The Canadian Grand Prix takes place on Montreal's Circuit Gilles Villeneuve, which is located on the Île Notre Dame and has a reputation for being one of the season's friendliest venues. The track design places an emphasis on hard acceleration and equally fierce braking while its surface does not offer a high level of grip. Drivers need good traction and to be strong enough physically to cope with sustained high speeds.
Although some elements of the circuit might sound a bit like those at Monaco, Pierre Dupasquier underlines that this is not the case at all. He says: "The main problems at Monaco are generating grip and moderating rear tyre wear. Here in Montreal teams are concerned about brake fade and tyres overheating because of the extreme loads placed upon them at high speed. As a result, the overall package that won in Monaco has little in common with that you will need to be successful in Canada."
Michelin can take heart from its performance in Canada last season, where Ralf Schumacher triumphed for the BMW WilliamsF1 Team after a 45-lap battle with his elder brother Michael's Ferrari.
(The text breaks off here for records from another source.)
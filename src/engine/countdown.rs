//! Countdown state machine.
//!
//! The engine owns the countdown state and nothing else: it never reads the
//! clock and never schedules anything. Every operation takes the current
//! instant as an argument, so callers (and tests) decide what "now" is.
//!
//! ```text
//! Idle ──start──▶ Running ──pause──▶ Paused
//!  ▲                │  ▲               │
//!  │                │  └────resume─────┘
//!  │          tick (≤ 0)
//!  │                ▼
//!  └────reset──── Expired        (reset is accepted from every phase)
//! ```

use chrono::{DateTime, Utc};
use tracing::debug;

use super::error::{CountdownError, InputError, StateError};
use crate::types::{
    add_seconds, CountdownMode, CountdownPhase, CountdownSpec, RemainingTime, TickResult,
};

// ============================================================================
// RunState
// ============================================================================

/// Phase together with the data that is only meaningful in that phase.
#[derive(Debug, Clone, Copy, PartialEq, Eq)]
enum RunState {
    Idle,
    Running {
        started_at: DateTime<Utc>,
        target: DateTime<Utc>,
    },
    Paused {
        started_at: DateTime<Utc>,
        remaining_seconds: u64,
    },
    Expired {
        started_at: DateTime<Utc>,
        target: DateTime<Utc>,
    },
}

// ============================================================================
// CountdownEngine
// ============================================================================

/// The countdown state machine and its time arithmetic.
#[derive(Debug, Clone)]
pub struct CountdownEngine {
    state: RunState,
    /// Whole-second length of the current countdown, fixed at start
    total_seconds: u64,
    /// Last remaining time handed out, returned by no-op ticks
    last_remaining: RemainingTime,
    /// Input previewed while idle
    draft: Option<CountdownSpec>,
}

impl Default for CountdownEngine {
    fn default() -> Self {
        Self::new()
    }
}

impl CountdownEngine {
    /// Creates an idle engine.
    pub fn new() -> Self {
        Self {
            state: RunState::Idle,
            total_seconds: 0,
            last_remaining: RemainingTime::ZERO,
            draft: None,
        }
    }

    /// Starts counting down to the instant described by `spec`.
    ///
    /// # Errors
    ///
    /// - `StateError::AlreadyActive` if a countdown is running or paused
    /// - `InputError::NotPositive` for a zero duration
    /// - `InputError::NotFuture` for a target at or before `now`
    /// - `InputError::TooLong` for a duration ending past the last
    ///   representable instant
    ///
    /// The engine is left untouched on error.
    pub fn start(&mut self, spec: CountdownSpec, now: DateTime<Utc>) -> Result<(), CountdownError> {
        if !self.phase().can_start() {
            return Err(StateError::AlreadyActive.into());
        }
        validate(&spec, now)?;

        let target = spec.resolve_target(now).ok_or(InputError::TooLong)?;
        let remaining = RemainingTime::between(target, now);

        self.state = RunState::Running {
            started_at: now,
            target,
        };
        self.total_seconds = remaining.total_seconds;
        self.last_remaining = remaining;
        self.draft = None;

        debug!(%target, total_seconds = self.total_seconds, "countdown started");
        Ok(())
    }

    /// Freezes the countdown at its current remaining time.
    ///
    /// # Errors
    ///
    /// Returns `StateError::NotRunning` unless the countdown is running.
    pub fn pause(&mut self, now: DateTime<Utc>) -> Result<(), StateError> {
        let RunState::Running { started_at, target } = self.state else {
            return Err(StateError::NotRunning);
        };

        let remaining = RemainingTime::between(target, now);
        self.state = RunState::Paused {
            started_at,
            remaining_seconds: remaining.total_seconds,
        };
        self.last_remaining = remaining;

        debug!(remaining_seconds = remaining.total_seconds, "countdown paused");
        Ok(())
    }

    /// Continues a paused countdown from its frozen remaining time.
    ///
    /// # Errors
    ///
    /// Returns `StateError::NotPaused` unless the countdown is paused.
    pub fn resume(&mut self, now: DateTime<Utc>) -> Result<(), StateError> {
        let RunState::Paused {
            started_at,
            remaining_seconds,
        } = self.state
        else {
            return Err(StateError::NotPaused);
        };

        let target = add_seconds(now, remaining_seconds);
        self.state = RunState::Running { started_at, target };
        self.last_remaining = RemainingTime::from_seconds(remaining_seconds);

        debug!(%target, "countdown resumed");
        Ok(())
    }

    /// Returns to idle from any phase. Calling it twice is harmless.
    pub fn reset(&mut self) {
        if self.state != RunState::Idle {
            debug!(phase = %self.phase(), "countdown reset");
        }
        *self = Self::new();
    }

    /// Evaluates the countdown at `now`.
    ///
    /// Only a running countdown changes here: it expires once `now` reaches
    /// the target. In every other phase this is a no-op that repeats the
    /// last known result.
    pub fn tick(&mut self, now: DateTime<Utc>) -> TickResult {
        match self.state {
            RunState::Running { started_at, target } => {
                if target <= now {
                    self.state = RunState::Expired { started_at, target };
                    self.last_remaining = RemainingTime::ZERO;
                    debug!(%target, "countdown expired");
                    TickResult::Expired
                } else {
                    let remaining = RemainingTime::between(target, now);
                    self.last_remaining = remaining;
                    TickResult::Remaining(remaining)
                }
            }
            RunState::Expired { .. } => TickResult::Expired,
            RunState::Idle | RunState::Paused { .. } => TickResult::Remaining(self.last_remaining),
        }
    }

    /// Remaining time at `now` without changing the phase.
    ///
    /// While idle this previews the draft input, if any.
    pub fn snapshot(&self, now: DateTime<Utc>) -> RemainingTime {
        match self.state {
            RunState::Running { target, .. } => RemainingTime::between(target, now),
            RunState::Paused {
                remaining_seconds, ..
            } => RemainingTime::from_seconds(remaining_seconds),
            RunState::Expired { .. } => RemainingTime::ZERO,
            RunState::Idle => match self.draft.map(|spec| spec.mode) {
                Some(CountdownMode::Duration { seconds }) => RemainingTime::from_seconds(seconds),
                Some(CountdownMode::AbsoluteTarget { target }) => {
                    RemainingTime::between(target, now)
                }
                None => RemainingTime::ZERO,
            },
        }
    }

    /// Stores raw input to preview while idle. Ignored in any other phase.
    pub fn preview(&mut self, spec: CountdownSpec) {
        if self.state == RunState::Idle {
            self.draft = Some(spec);
        }
    }

    /// Elapsed fraction of the countdown in `[0, 1]`.
    pub fn progress(&self, now: DateTime<Utc>) -> f64 {
        match self.state {
            RunState::Idle => 0.0,
            RunState::Expired { .. } => 1.0,
            RunState::Running { .. } | RunState::Paused { .. } => {
                if self.total_seconds == 0 {
                    return 0.0;
                }
                let remaining = self.snapshot(now).total_seconds as f64;
                (1.0 - remaining / self.total_seconds as f64).clamp(0.0, 1.0)
            }
        }
    }

    /// Current phase.
    pub fn phase(&self) -> CountdownPhase {
        match self.state {
            RunState::Idle => CountdownPhase::Idle,
            RunState::Running { .. } => CountdownPhase::Running,
            RunState::Paused { .. } => CountdownPhase::Paused,
            RunState::Expired { .. } => CountdownPhase::Expired,
        }
    }

    /// Resolved instant of expiry, absent while idle or paused.
    pub fn target(&self) -> Option<DateTime<Utc>> {
        match self.state {
            RunState::Running { target, .. } | RunState::Expired { target, .. } => Some(target),
            RunState::Idle | RunState::Paused { .. } => None,
        }
    }

    /// Instant the current countdown was started, absent while idle.
    pub fn started_at(&self) -> Option<DateTime<Utc>> {
        match self.state {
            RunState::Idle => None,
            RunState::Running { started_at, .. }
            | RunState::Paused { started_at, .. }
            | RunState::Expired { started_at, .. } => Some(started_at),
        }
    }

    /// Whole seconds remaining when paused.
    pub fn paused_remaining_seconds(&self) -> Option<u64> {
        match self.state {
            RunState::Paused {
                remaining_seconds, ..
            } => Some(remaining_seconds),
            _ => None,
        }
    }

    /// Whole-second length of the current countdown as resolved at start.
    pub fn total_seconds(&self) -> u64 {
        self.total_seconds
    }
}

/// Checks the coarse invariants of a spec against `now`.
fn validate(spec: &CountdownSpec, now: DateTime<Utc>) -> Result<(), InputError> {
    match spec.mode {
        CountdownMode::Duration { seconds: 0 } => Err(InputError::NotPositive),
        CountdownMode::Duration { .. } => Ok(()),
        CountdownMode::AbsoluteTarget { target } if target <= now => Err(InputError::NotFuture),
        CountdownMode::AbsoluteTarget { .. } => Ok(()),
    }
}

// ============================================================================
// Tests
// ============================================================================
Pierre Dupasquier adds: "It's true that we won in Montreal last year, but remember we won in Imola, too, without being able to repeat that result earlier this season. We will approach the race much like we did Monaco, with two tyre compounds from the 'softer' end of our tyre range. One has been used before and will serve as a yardstick, the other is newer and, we think, it will prove to be even more competitive. It would give me a great deal of pleasure if we could win here this weekend. The track is named after the late, great local hero Gilles Villeneuve, who scored the maiden win of his grand prix career here in 1978. It was our fifth victory of the campaign - and he was driving a Ferrari."